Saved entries
use crate::model::PropertyBinding;
use syn::Ident;

///
/// SequenceShape
///
/// How the generated procedure hands records back: a strictly synchronous
/// pull iterator, or a cooperative stream the caller resumes.
///

#[derive(Clone, Copy, Debug, Eq, PartialEq)]
pub enum SequenceShape {
    Finite,
    SuspensionBased,
}

///
/// RowSourceKind
///

#[derive(Clone, Copy, Debug, Eq, PartialEq)]
pub enum RowSourceKind {
    /// The full reader abstraction; drives either sequence shape and
    /// resolves its own header.
    Reader,
    /// A synchronous sequence of raw rows; needs a header parameter.
    RowIterator,
    /// An asynchronous sequence of raw rows; needs a header parameter.
    RowStream,
}

///
/// RowSourceParam
///

#[derive(Clone, Debug)]
pub struct RowSourceParam {
    pub name: Ident,
    pub kind: RowSourceKind,
}

///
/// FnDecl
///
/// One user-declared fn inside a `csv_parse!` impl block, before signature
/// resolution. `body` is `Some` when the user (incorrectly) supplied one.
///

#[derive(Clone, Debug)]
pub struct FnDecl {
    pub attrs: Vec<syn::Attribute>,
    pub vis: syn::Visibility,
    pub sig: syn::Signature,
    pub body: Option<syn::Block>,
}

///
/// ImplDecl
///
/// One declared impl block; generated fns are grouped back into one emitted
/// impl per declaration.
///

#[derive(Clone, Debug)]
pub struct ImplDecl {
    pub generics: syn::Generics,
    pub self_ty: syn::Type,
    pub fns: Vec<FnDecl>,
}

///
/// GenerationTarget
///
/// One validated fn declaration plus the resolved schema of the type it
/// produces. Built fresh per expansion, immutable, consumed once by the
/// emitter.
///

#[derive(Clone, Debug)]
pub struct GenerationTarget {
    /// The record type owning the generated fn (the impl self type's name).
    pub owner: Ident,
    /// The record type being constructed; normally equals `owner`.
    pub item: Ident,
    /// The full produced type as declared, generic arguments included.
    pub item_ty: syn::Type,
    pub shape: SequenceShape,
    pub attrs: Vec<syn::Attribute>,
    pub vis: syn::Visibility,
    pub sig: syn::Signature,
    pub row_source: RowSourceParam,
    pub header_param: Option<Ident>,
    pub cancel_param: Option<Ident>,
    pub properties: Vec<PropertyBinding>,
}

• **TASK INSTRUCTIONS**: Wherever a line in the entries above holds "enum", copy that line.

• **EXERCISE RESPONSE**:
pub enum SequenceShape {
pub enum RowSourceKind {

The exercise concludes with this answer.